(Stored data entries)
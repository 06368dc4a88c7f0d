//! Score types for ranking candidate workers
//!
//! Scores are fixed-point values with three decimal places held in an `i64`,
//! so candidate comparison is exact and reproducible across runs. Arithmetic
//! saturates at the `i64` bounds.

mod breakdown;


use std::fmt;
use std::iter::Sum;
use std::ops::{Add, Neg, Sub};
use std::str::FromStr;

pub use breakdown::{ScoreBreakdown, ScoreTerm};

/// Scale factor for 3 decimal places of precision.
pub const SCALE: i64 = 1_000;

/// A desirability score for a (unit, worker) pair. Higher is better.
///
/// Internal values are stored pre-scaled. Use [`of`](Self::of) for whole
/// points or [`of_scaled`](Self::of_scaled) for milli-points.
///
/// # Examples
///
/// ```
/// use allocforge_core::AllocationScore;
///
/// let a = AllocationScore::of(105);
/// let b = AllocationScore::of_scaled(80_500);
/// assert!(a > b);
/// assert_eq!(b.to_string(), "80.5");
/// assert_eq!("80.5".parse::<AllocationScore>().unwrap(), b);
/// ```
#[derive(Clone, Copy, PartialEq, Eq, PartialOrd, Ord, Hash, Default)]
pub struct AllocationScore {
    scaled: i64,
}

impl AllocationScore {
    /// The zero score.
    pub const ZERO: AllocationScore = AllocationScore { scaled: 0 };

    /// Creates a score from whole points.
    #[inline]
    pub const fn of(points: i64) -> Self {
        AllocationScore {
            scaled: points.saturating_mul(SCALE),
        }
    }

    /// Creates a score from milli-points.
    #[inline]
    pub const fn of_scaled(scaled: i64) -> Self {
        AllocationScore { scaled }
    }

    /// Returns the raw milli-point value.
    #[inline]
    pub const fn scaled(&self) -> i64 {
        self.scaled
    }

    #[inline]
    pub fn is_zero(&self) -> bool {
        self.scaled == 0
    }

    /// Returns the score as a float, for display and JSON output.
    pub fn to_f64(&self) -> f64 {
        self.scaled as f64 / SCALE as f64
    }
}

impl Add for AllocationScore {
    type Output = Self;

    fn add(self, other: Self) -> Self {
        AllocationScore::of_scaled(self.scaled.saturating_add(other.scaled))
    }
}

impl Sub for AllocationScore {
    type Output = Self;

    fn sub(self, other: Self) -> Self {
        AllocationScore::of_scaled(self.scaled.saturating_sub(other.scaled))
    }
}

impl Neg for AllocationScore {
    type Output = Self;

    fn neg(self) -> Self {
        AllocationScore::of_scaled(self.scaled.saturating_neg())
    }
}

impl Sum for AllocationScore {
    fn sum<I: Iterator<Item = Self>>(iter: I) -> Self {
        iter.fold(AllocationScore::ZERO, Add::add)
    }
}

impl fmt::Debug for AllocationScore {
    fn fmt(&self, f: &mut fmt::Formatter<'_>) -> fmt::Result {
        write!(f, "AllocationScore({})", self)
    }
}

impl fmt::Display for AllocationScore {
    fn fmt(&self, f: &mut fmt::Formatter<'_>) -> fmt::Result {
        let sign = if self.scaled < 0 { "-" } else { "" };
        let abs = self.scaled.unsigned_abs();
        let whole = abs / SCALE as u64;
        let frac = abs % SCALE as u64;
        if frac == 0 {
            write!(f, "{}{}", sign, whole)
        } else {
            let digits = format!("{:03}", frac);
            write!(f, "{}{}.{}", sign, whole, digits.trim_end_matches('0'))
        }
    }
}

/// Error when parsing a score from string
#[derive(Debug, Clone, PartialEq, Eq, thiserror::Error)]
#[error("Score parse error: {message}")]
pub struct ScoreParseError {
    pub message: String,
}

impl FromStr for AllocationScore {
    type Err = ScoreParseError;

    fn from_str(s: &str) -> Result<Self, Self::Err> {
        let s = s.trim();
        let err = || ScoreParseError {
            message: format!("Invalid score '{}': expected a decimal number", s),
        };

        let (negative, body) = match s.strip_prefix('-') {
            Some(rest) => (true, rest),
            None => (false, s),
        };
        let (whole, frac) = match body.split_once('.') {
            Some((w, f)) => (w, f),
            None => (body, ""),
        };
        let all_digits = |part: &str| part.chars().all(|c| c.is_ascii_digit());
        if whole.is_empty() || frac.len() > 3 || !all_digits(whole) || !all_digits(frac) {
            return Err(err());
        }
        let whole: i64 = whole.parse().map_err(|_| err())?;
        let frac_scaled: i64 = if frac.is_empty() {
            0
        } else {
            let padded = format!("{:0<3}", frac);
            padded.parse().map_err(|_| err())?
        };
        let scaled = whole
            .checked_mul(SCALE)
            .and_then(|w| w.checked_add(frac_scaled))
            .ok_or_else(err)?;
        Ok(AllocationScore::of_scaled(if negative { -scaled } else { scaled }))
    }
}

#[cfg(feature = "serde")]
impl serde::Serialize for AllocationScore {
    fn serialize<S: serde::Serializer>(&self, serializer: S) -> Result<S::Ok, S::Error> {
        serializer.serialize_f64(self.to_f64())
    }
}

#[cfg(feature = "serde")]
impl<'de> serde::Deserialize<'de> for AllocationScore {
    fn deserialize<D: serde::Deserializer<'de>>(deserializer: D) -> Result<Self, D::Error> {
        let value = <f64 as serde::Deserialize>::deserialize(deserializer)?;
        Ok(AllocationScore::of_scaled((value * SCALE as f64).round() as i64))
    }
}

> Task item: Set down, unchanged, only those lines above that fall between the line with "pub fn is_zero(&self)" and the line with "let (whole, frac)", the two end lines included.

> Written response:
    pub fn is_zero(&self) -> bool {
        self.scaled == 0
    }

    /// Returns the score as a float, for display and JSON output.
    pub fn to_f64(&self) -> f64 {
        self.scaled as f64 / SCALE as f64
    }
}

impl Add for AllocationScore {
    type Output = Self;

    fn add(self, other: Self) -> Self {
        AllocationScore::of_scaled(self.scaled.saturating_add(other.scaled))
    }
}

impl Sub for AllocationScore {
    type Output = Self;

    fn sub(self, other: Self) -> Self {
        AllocationScore::of_scaled(self.scaled.saturating_sub(other.scaled))
    }
}

impl Neg for AllocationScore {
    type Output = Self;

    fn neg(self) -> Self {
        AllocationScore::of_scaled(self.scaled.saturating_neg())
    }
}

impl Sum for AllocationScore {
    fn sum<I: Iterator<Item = Self>>(iter: I) -> Self {
        iter.fold(AllocationScore::ZERO, Add::add)
    }
}

impl fmt::Debug for AllocationScore {
    fn fmt(&self, f: &mut fmt::Formatter<'_>) -> fmt::Result {
        write!(f, "AllocationScore({})", self)
    }
}

impl fmt::Display for AllocationScore {
    fn fmt(&self, f: &mut fmt::Formatter<'_>) -> fmt::Result {
        let sign = if self.scaled < 0 { "-" } else { "" };
        let abs = self.scaled.unsigned_abs();
        let whole = abs / SCALE as u64;
        let frac = abs % SCALE as u64;
        if frac == 0 {
            write!(f, "{}{}", sign, whole)
        } else {
            let digits = format!("{:03}", frac);
            write!(f, "{}{}.{}", sign, whole, digits.trim_end_matches('0'))
        }
    }
}

/// Error when parsing a score from string
#[derive(Debug, Clone, PartialEq, Eq, thiserror::Error)]
#[error("Score parse error: {message}")]
pub struct ScoreParseError {
    pub message: String,
}

impl FromStr for AllocationScore {
    type Err = ScoreParseError;

    fn from_str(s: &str) -> Result<Self, Self::Err> {
        let s = s.trim();
        let err = || ScoreParseError {
            message: format!("Invalid score '{}': expected a decimal number", s),
        };

        let (negative, body) = match s.strip_prefix('-') {
            Some(rest) => (true, rest),
            None => (false, s),
        };
        let (whole, frac) = match body.split_once('.') {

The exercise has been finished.